Elogio do Anacronismo – O Ocidente, a história grega e o pensamento feminista

Ementa:
O curso visa discutir perspectivas teórico-metodológicas para a abordagem de alguns dos procedimentos pelos quais a formulação de modelos femininos (corpos, espaços, tempos, subjetividades) entre os séculos XIX e XX, principalmente no âmbito das propostas civilizacionais de Ocidente, operou por releituras de papéis de gênero na Antiguidade grega. Trata-se, então, de refletir sobre os usos da Antiguidade Clássica em discursos vinculados particularmente à formação da mulher, permitindo-se o exercício de um “anacronismo controlado” para compreender esse aspecto especular da remissão aos gregos: a familiaridade cultural, a linearidade temporal e a homogeneidade física com que o exemplo das “mulheres de Atenas” é retomado precisa ser aprofundada como prática discursiva, fruto de uma leitura retrospectiva em que o fenômeno da pólis e a divisão das esferas pública e privada em masculino / feminino reverberam, por exemplo, a valorização do Estado-nação por uma elite política e intelectual urbana.

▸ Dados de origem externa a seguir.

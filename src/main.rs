mod app;
mod cli;
mod core;
mod keys;
mod screens;
mod theme;
mod utils;
mod widgets;

use std::sync::Arc;

use anyhow::{Context, Result};
use clap::Parser;

use app::App;
use cli::{Cli, Commands};
use crate::core::client::LndRestClient;
use crate::core::source::NodeSource;
use utils::group_thousands;

#[tokio::main]
async fn main() -> Result<()> {
    let cli = Cli::parse();
    init_tracing(&cli)?;

    let config = cli.client_config();
    let client = LndRestClient::new(&config).context("cannot set up the lnd connection")?;

    match cli.command {
        None => {
            // No command - run the interactive dashboard
            let mut app = App::new(Arc::new(client), cli.refresh)?;
            app.run().await?;
        }
        Some(Commands::Status) => {
            handle_status(&client).await?;
        }
        Some(Commands::NewAddress { kind }) => {
            handle_newaddress(&client, &kind).await?;
        }
    }

    Ok(())
}

/// Without a log file tracing stays uninitialized: stdout belongs to the
/// dashboard, and events are dropped at no cost.
fn init_tracing(cli: &Cli) -> Result<()> {
    if let Some(ref path) = cli.log_file {
        let file = std::fs::OpenOptions::new()
            .create(true)
            .append(true)
            .open(path)
            .with_context(|| format!("cannot open log file {}", path.display()))?;
        tracing_subscriber::fmt()
            .with_writer(Arc::new(file))
            .with_ansi(false)
            .with_max_level(tracing::Level::INFO)
            .init();
    }
    Ok(())
}

async fn handle_status(client: &LndRestClient) -> Result<()> {
    let info = client.get_node_info().await?;
    let balance = client.get_wallet_balance().await?;

    println!("{} ({})\n", info.alias, info.identity_pubkey);
    println!("{:<22} {}", "Version", info.version);
    println!(
        "{:<22} {}",
        "Block height",
        group_thousands(info.block_height as i64)
    );
    println!(
        "{:<22} {}",
        "Synced to chain",
        if info.synced_to_chain { "yes" } else { "no" }
    );
    println!("{:<22} {}", "Peers", info.num_peers);
    println!(
        "{:<22} {} active, {} pending",
        "Channels", info.num_active_channels, info.num_pending_channels
    );
    println!(
        "{:<22} {} sat",
        "Confirmed balance",
        group_thousands(balance.confirmed_balance)
    );
    println!(
        "{:<22} {} sat",
        "Unconfirmed balance",
        group_thousands(balance.unconfirmed_balance)
    );

    Ok(())
}

async fn handle_newaddress(client: &LndRestClient, kind: &str) -> Result<()> {
    let address = client.new_wallet_address(kind).await?;
    println!("{}", address);
    Ok(())
}
pub mod helpers;

pub use helpers::*;
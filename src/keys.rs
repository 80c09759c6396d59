/// Keyboard shortcut registration and dispatch

use anyhow::{bail, Result};
use crossterm::event::{KeyCode, KeyModifiers};

use crate::screens::ViewId;

/// What a shortcut does. Actions are named rather than closures so the
/// dispatch site owns all side effects.
#[derive(Debug, Clone, Copy, PartialEq, Eq)]
pub enum KeyAction {
    Quit,
    SwitchView(ViewId),
    SelectionUp,
    SelectionDown,
    OpenModal,
}

/// One key binding: label and key text feed the shortcut bar, the rest
/// drives dispatch. Immutable once created.
#[derive(Debug, Clone, Copy)]
pub struct KeyHandle {
    pub label: &'static str,
    pub key_text: &'static str,
    pub code: KeyCode,
    pub modifiers: KeyModifiers,
    pub action: KeyAction,
    pub global: bool,
}

impl KeyHandle {
    pub const fn new(
        label: &'static str,
        key_text: &'static str,
        code: KeyCode,
        modifiers: KeyModifiers,
        action: KeyAction,
        global: bool,
    ) -> Self {
        Self {
            label,
            key_text,
            code,
            modifiers,
            action,
            global,
        }
    }
}

/// Binding table shared by global shortcuts and the active view's locals.
/// Duplicate registration within the same scope is a startup-time
/// programmer error; a cross-scope collision resolves local-first.
#[derive(Debug, Default)]
pub struct ShortcutTable {
    bindings: Vec<KeyHandle>,
}

impl ShortcutTable {
    pub fn new() -> Self {
        Self::default()
    }

    pub fn register(&mut self, handles: &[KeyHandle]) -> Result<()> {
        for handle in handles {
            if self
                .bindings
                .iter()
                .any(|b| b.code == handle.code && b.modifiers == handle.modifiers && b.global == handle.global)
            {
                bail!(
                    "duplicate key binding {:?}+{:?} ({})",
                    handle.modifiers,
                    handle.code,
                    handle.label
                );
            }
            if self
                .bindings
                .iter()
                .any(|b| b.code == handle.code && b.modifiers == handle.modifiers)
            {
                tracing::warn!(
                    label = handle.label,
                    "key binding shadows one from the other scope"
                );
            }
            self.bindings.push(*handle);
        }
        Ok(())
    }

    /// Remove exactly the bindings previously added for these handles.
    /// Unregistering a handle that was never registered is a no-op.
    pub fn unregister(&mut self, handles: &[KeyHandle]) {
        for handle in handles {
            if let Some(pos) = self.bindings.iter().position(|b| {
                b.code == handle.code && b.modifiers == handle.modifiers && b.global == handle.global
            }) {
                self.bindings.remove(pos);
            }
        }
    }

    /// Resolve a key event to an action, view-local bindings first.
    pub fn lookup(&self, code: KeyCode, modifiers: KeyModifiers) -> Option<KeyAction> {
        self.bindings
            .iter()
            .filter(|b| b.code == code && b.modifiers == modifiers)
            .min_by_key(|b| b.global)
            .map(|b| b.action)
    }

    pub fn handles(&self) -> &[KeyHandle] {
        &self.bindings
    }

    pub fn len(&self) -> usize {
        self.bindings.len()
    }

    pub fn is_empty(&self) -> bool {
        self.bindings.is_empty()
    }
}

#[cfg(test)]
mod tests {
    use super::*;

    fn global(code: KeyCode, action: KeyAction) -> KeyHandle {
        KeyHandle::new("g", "G", code, KeyModifiers::ALT, action, true)
    }

    fn local(code: KeyCode, action: KeyAction) -> KeyHandle {
        KeyHandle::new("l", "L", code, KeyModifiers::NONE, action, false)
    }

    #[test]
    fn register_then_unregister_restores_table() {
        let mut table = ShortcutTable::new();
        table
            .register(&[global(KeyCode::Char('1'), KeyAction::SwitchView(ViewId::Channels))])
            .unwrap();
        let before = table.len();

        let locals = [
            local(KeyCode::Up, KeyAction::SelectionUp),
            local(KeyCode::Down, KeyAction::SelectionDown),
        ];
        table.register(&locals).unwrap();
        assert_eq!(table.len(), before + 2);
        table.unregister(&locals);
        assert_eq!(table.len(), before);
        assert_eq!(
            table.lookup(KeyCode::Char('1'), KeyModifiers::ALT),
            Some(KeyAction::SwitchView(ViewId::Channels))
        );
        assert_eq!(table.lookup(KeyCode::Up, KeyModifiers::NONE), None);
    }

    #[test]
    fn duplicate_registration_fails() {
        let mut table = ShortcutTable::new();
        let h = local(KeyCode::Up, KeyAction::SelectionUp);
        table.register(&[h]).unwrap();
        assert!(table.register(&[h]).is_err());
    }

    #[test]
    fn unregister_unknown_is_noop() {
        let mut table = ShortcutTable::new();
        table
            .register(&[local(KeyCode::Up, KeyAction::SelectionUp)])
            .unwrap();
        table.unregister(&[local(KeyCode::Down, KeyAction::SelectionDown)]);
        assert_eq!(table.len(), 1);
    }

    #[test]
    fn local_binding_takes_precedence_over_global() {
        let mut table = ShortcutTable::new();
        table
            .register(&[KeyHandle::new(
                "switch",
                "N",
                KeyCode::Char('n'),
                KeyModifiers::ALT,
                KeyAction::SwitchView(ViewId::Peers),
                true,
            )])
            .unwrap();
        table
            .register(&[KeyHandle::new(
                "modal",
                "N",
                KeyCode::Char('n'),
                KeyModifiers::ALT,
                KeyAction::OpenModal,
                false,
            )])
            .unwrap();
        assert_eq!(
            table.lookup(KeyCode::Char('n'), KeyModifiers::ALT),
            Some(KeyAction::OpenModal)
        );
    }

    #[test]
    fn view_switch_swaps_exactly_the_local_set() {
        let mut table = ShortcutTable::new();
        let globals = [
            global(KeyCode::Char('1'), KeyAction::SwitchView(ViewId::Channels)),
            global(KeyCode::Char('2'), KeyAction::SwitchView(ViewId::Peers)),
        ];
        table.register(&globals).unwrap();

        let outgoing = [local(KeyCode::Up, KeyAction::SelectionUp)];
        let incoming = [
            local(KeyCode::Up, KeyAction::SelectionUp),
            local(KeyCode::Char('n'), KeyAction::OpenModal),
        ];
        table.register(&outgoing).unwrap();

        table.unregister(&outgoing);
        table.register(&incoming).unwrap();

        assert_eq!(table.len(), globals.len() + incoming.len());
        assert_eq!(
            table.lookup(KeyCode::Char('2'), KeyModifiers::ALT),
            Some(KeyAction::SwitchView(ViewId::Peers))
        );
        assert_eq!(
            table.lookup(KeyCode::Char('n'), KeyModifiers::NONE),
            Some(KeyAction::OpenModal)
        );
    }
}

Sugiro, assim, que o espelhamento nos “gregos antigos” é um dos elementos que contribui simultaneamente para criar e justificar não apenas as “mulheres de Atenas” mas ainda “A Mulher” natural na dimensão minoritária das trocas simbólicas feitas principalmente através das leituras (livros, imprensa periódica) e da formação escolar. O pensamento feminista, especificamente em iniciativas como as de Marilyn Strathern e Donna Haraway, nos permite debater essa releitura dos gregos antigos no que ela implica o “despensamento” de parâmetros teórico-metodológicos, dentre os quais enfatizarei “tempo”, “subjetividade”, “natureza”.